Your company needs to identify three to five core principles, and related metrics, as a set of future goals. Not only that: these same three to five goals and metrics are likely going to change. So you shouldn’t just define what future success looks like for your organization—as a snapshot in time—instead you must be prepared to reinvent these goals on a regular basis. In the current environment, you can do no less.

Recruit a Future-Proofing Team

Finally: You should consider creating a future-proofing team. Break off a small modular, cross-functional group, and give them a charter to wander into the future. Columbia Business School professor Rita McGrath would surely approve. “The great entrepreneurs and innovators… don’t just allow an inflection point to happen to them,” she writes in her latest book, Seeing Around Corners. “They connect emerging possibilities, deepen consumer insights, and explore new technologies to spark the changes that can get them—and keep them—on top.”

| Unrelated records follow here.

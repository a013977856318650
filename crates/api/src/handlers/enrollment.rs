//! Handlers for enrollment and the progress ratchet.

use axum::extract::State;
use axum::http::StatusCode;
use axum::Json;
use serde::Deserialize;
use startovate_core::error::CoreError;
use startovate_core::types::DbId;
use startovate_db::models::enrollment::{EnrolledCourse, Enrollment};
use startovate_db::repositories::{CourseRepo, EnrollmentRepo};
use validator::Validate;

use crate::error::{AppError, AppResult};
use crate::middleware::rbac::RequireStudent;
use crate::state::AppState;

// ---------------------------------------------------------------------------
// Request types
// ---------------------------------------------------------------------------

/// Request body for `POST /enroll`.
#[derive(Debug, Deserialize)]
pub struct EnrollRequest {
    pub course_id: DbId,
}

/// Request body for `PUT /courses/progress`.
#[derive(Debug, Deserialize, Validate)]
pub struct ProgressRequest {
    pub course_id: DbId,
    /// The overall percentage the client has observed, in [0, 100].
    #[validate(range(min = 0, max = 100, message = "progress must be between 0 and 100"))]
    pub progress: i32,
}

// ---------------------------------------------------------------------------
// Handlers
// ---------------------------------------------------------------------------

/// POST /api/enroll
///
/// Uniqueness-gated create: at most one enrollment per (student, course).
pub async fn enroll(
    State(state): State<AppState>,
    RequireStudent(student): RequireStudent,
    Json(input): Json<EnrollRequest>,
) -> AppResult<(StatusCode, Json<Enrollment>)> {
    let course = CourseRepo::find_by_id(&state.pool, input.course_id)
        .await?
        .ok_or(AppError::Core(CoreError::NotFound {
            entity: "Course",
            id: input.course_id,
        }))?;

    let existing =
        EnrollmentRepo::find_by_student_and_course(&state.pool, student.user_id, course.id).await?;
    if existing.is_some() {
        return Err(AppError::Core(CoreError::Conflict(
            "Already enrolled in this course".into(),
        )));
    }

    let enrollment = EnrollmentRepo::create(&state.pool, student.user_id, course.id).await?;
    Ok((StatusCode::CREATED, Json(enrollment)))
}

/// GET /api/enroll/my-courses
pub async fn my_enrollments(
    State(state): State<AppState>,
    RequireStudent(student): RequireStudent,
) -> AppResult<Json<Vec<EnrolledCourse>>> {
    let enrollments = EnrollmentRepo::list_for_student(&state.pool, student.user_id).await?;
    Ok(Json(enrollments))
}

/// PUT /api/courses/progress
///
/// Monotonic progress update for the acting student's enrollment. The store
/// applies `max(stored, observed)` atomically, so stale or out-of-order
/// reports are successful no-ops and `completed` latches once progress
/// reaches 100.
pub async fn update_progress(
    State(state): State<AppState>,
    RequireStudent(student): RequireStudent,
    Json(input): Json<ProgressRequest>,
) -> AppResult<Json<Enrollment>> {
    input.validate()?;

    let enrollment =
        EnrollmentRepo::apply_progress(&state.pool, student.user_id, input.course_id, input.progress)
            .await?
            .ok_or(AppError::Core(CoreError::NotFound {
                entity: "Enrollment",
                id: input.course_id,
            }))?;

    Ok(Json(enrollment))
}
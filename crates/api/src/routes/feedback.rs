//! Route definitions for the `/feedback` resource.

use axum::routing::{get, post, put};
use axum::Router;

use crate::handlers::feedback;
use crate::state::AppState;

/// Routes mounted at `/feedback`.
///
/// ```text
/// POST   /           -> submit (student, enrolled in course)
/// GET    /my         -> my_feedback (student)
/// GET    /teacher    -> teacher_feedback (teacher, with averages)
/// PUT    /{id}       -> update (student, owner)
/// DELETE /{id}       -> delete (student, owner)
/// ```
pub fn router() -> Router<AppState> {
    Router::new()
        .route("/", post(feedback::submit))
        .route("/my", get(feedback::my_feedback))
        .route("/teacher", get(feedback::teacher_feedback))
        .route("/{id}", put(feedback::update).delete(feedback::delete))
}
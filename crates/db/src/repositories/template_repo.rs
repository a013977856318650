//! Repository for the `templates` table.

use sqlx::types::Json;
use sqlx::PgPool;
use startovate_core::types::DbId;

use crate::models::template::{Template, TemplateContent};

/// Column list shared across queries to avoid repetition.
const COLUMNS: &str = "id, canvas_id, template_key, component_name, checklist_step, content, completed";

/// Provides operations for canvas templates.
pub struct TemplateRepo;

impl TemplateRepo {
    /// Insert a new template with empty content.
    ///
    /// Callers must run the per-(canvas, key) duplicate check
    /// ([`find_by_canvas_and_key`](Self::find_by_canvas_and_key)) first.
    pub async fn create(
        pool: &PgPool,
        canvas_id: DbId,
        template_key: &str,
        component_name: &str,
        checklist_step: &str,
    ) -> Result<Template, sqlx::Error> {
        let query = format!(
            "INSERT INTO templates (canvas_id, template_key, component_name, checklist_step)
             VALUES ($1, $2, $3, $4)
             RETURNING {COLUMNS}"
        );
        sqlx::query_as::<_, Template>(&query)
            .bind(canvas_id)
            .bind(template_key)
            .bind(component_name)
            .bind(checklist_step)
            .fetch_one(pool)
            .await
    }

    /// Find the template for a (canvas, key) pair.
    pub async fn find_by_canvas_and_key(
        pool: &PgPool,
        canvas_id: DbId,
        template_key: &str,
    ) -> Result<Option<Template>, sqlx::Error> {
        let query =
            format!("SELECT {COLUMNS} FROM templates WHERE canvas_id = $1 AND template_key = $2");
        sqlx::query_as::<_, Template>(&query)
            .bind(canvas_id)
            .bind(template_key)
            .fetch_optional(pool)
            .await
    }

    /// List all templates belonging to a canvas.
    pub async fn list_by_canvas(
        pool: &PgPool,
        canvas_id: DbId,
    ) -> Result<Vec<Template>, sqlx::Error> {
        let query =
            format!("SELECT {COLUMNS} FROM templates WHERE canvas_id = $1 ORDER BY template_key");
        sqlx::query_as::<_, Template>(&query)
            .bind(canvas_id)
            .fetch_all(pool)
            .await
    }

    /// Shallow-merge `answers` into the stored content map and optionally
    /// set the completed flag.
    ///
    /// The JSONB `||` operator gives exactly the required semantics: new
    /// keys are added, existing keys overwritten, everything else kept.
    pub async fn merge_content(
        pool: &PgPool,
        id: DbId,
        answers: &TemplateContent,
        completed: Option<bool>,
    ) -> Result<Option<Template>, sqlx::Error> {
        let query = format!(
            "UPDATE templates SET
                content = content || $2,
                completed = COALESCE($3, completed)
             WHERE id = $1
             RETURNING {COLUMNS}"
        );
        sqlx::query_as::<_, Template>(&query)
            .bind(id)
            .bind(Json(answers))
            .bind(completed)
            .fetch_optional(pool)
            .await
    }
}
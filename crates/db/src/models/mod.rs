//! Domain model structs and DTOs.
//!
//! Each submodule contains:
//! - A `FromRow` entity struct matching the database row
//! - A create DTO for inserts
//! - An update DTO (all `Option` fields) where partial updates exist

pub mod canvas;
pub mod chat_history;
pub mod course;
pub mod enrollment;
pub mod feedback;
pub mod step_description;
pub mod template;
pub mod user;
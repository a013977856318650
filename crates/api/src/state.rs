use std::sync::Arc;

use crate::config::ServerConfig;

/// Shared application state available to all Axum handlers via `State<AppState>`.
///
/// This is cheaply cloneable (inner data is behind `Arc` or is already `Clone`).
#[derive(Clone)]
pub struct AppState {
    /// Database connection pool.
    pub pool: startovate_db::DbPool,
    /// Server configuration.
    pub config: Arc<ServerConfig>,
    /// Outbound HTTP client for the chatbot service. Reqwest clients hold an
    /// internal connection pool, so one instance is shared by all requests.
    pub http: reqwest::Client,
}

Having a team think ahead of the curve, and more importantly how to stay ahead in your organization’s response to COVID-19, may prove invaluable in the long-run. Consider the team as a periscope for your corporate submarine, without which you may end up navigating into a bad accident.

The team should consider three different time horizons to help your company: one-to-two months, one-to-two quarters and one-to-two years. Your small, cross-functional team should be comprised of the key functions and be part of your organization (precisely the sort of team described in this HBR article). In addition, the team must be modular and flexible, and depending upon the needs of the business, pivot to add or subtract members dynamically. These members can vary accordingly, joining operating groups or coming from them as needed.  For this team, speed is of the essence. It will live in a constant state of uncertainty. It does not have the luxury of “perfection”—good enough is just fine. This future-proofing team should focus on gathering forward-facing market intelligence, building scenarios and identifying options for the organization to respond proactively to COVID-19 and potential future events.

For each time frame, the future-proofing team will look to establish a probable baseline, build likely scenarios, determine appropriate corporate positioning, articulate strategic plans and imperatives, and establish a key set of indicators and thresholds for action.

By tasking a portion of the organization to become the future-proofing team, companies can ensure they adopt the cardinal rule of survival and success: Move now, move quickly, move decisively, move aggressively—and when the time comes, pivot and move again.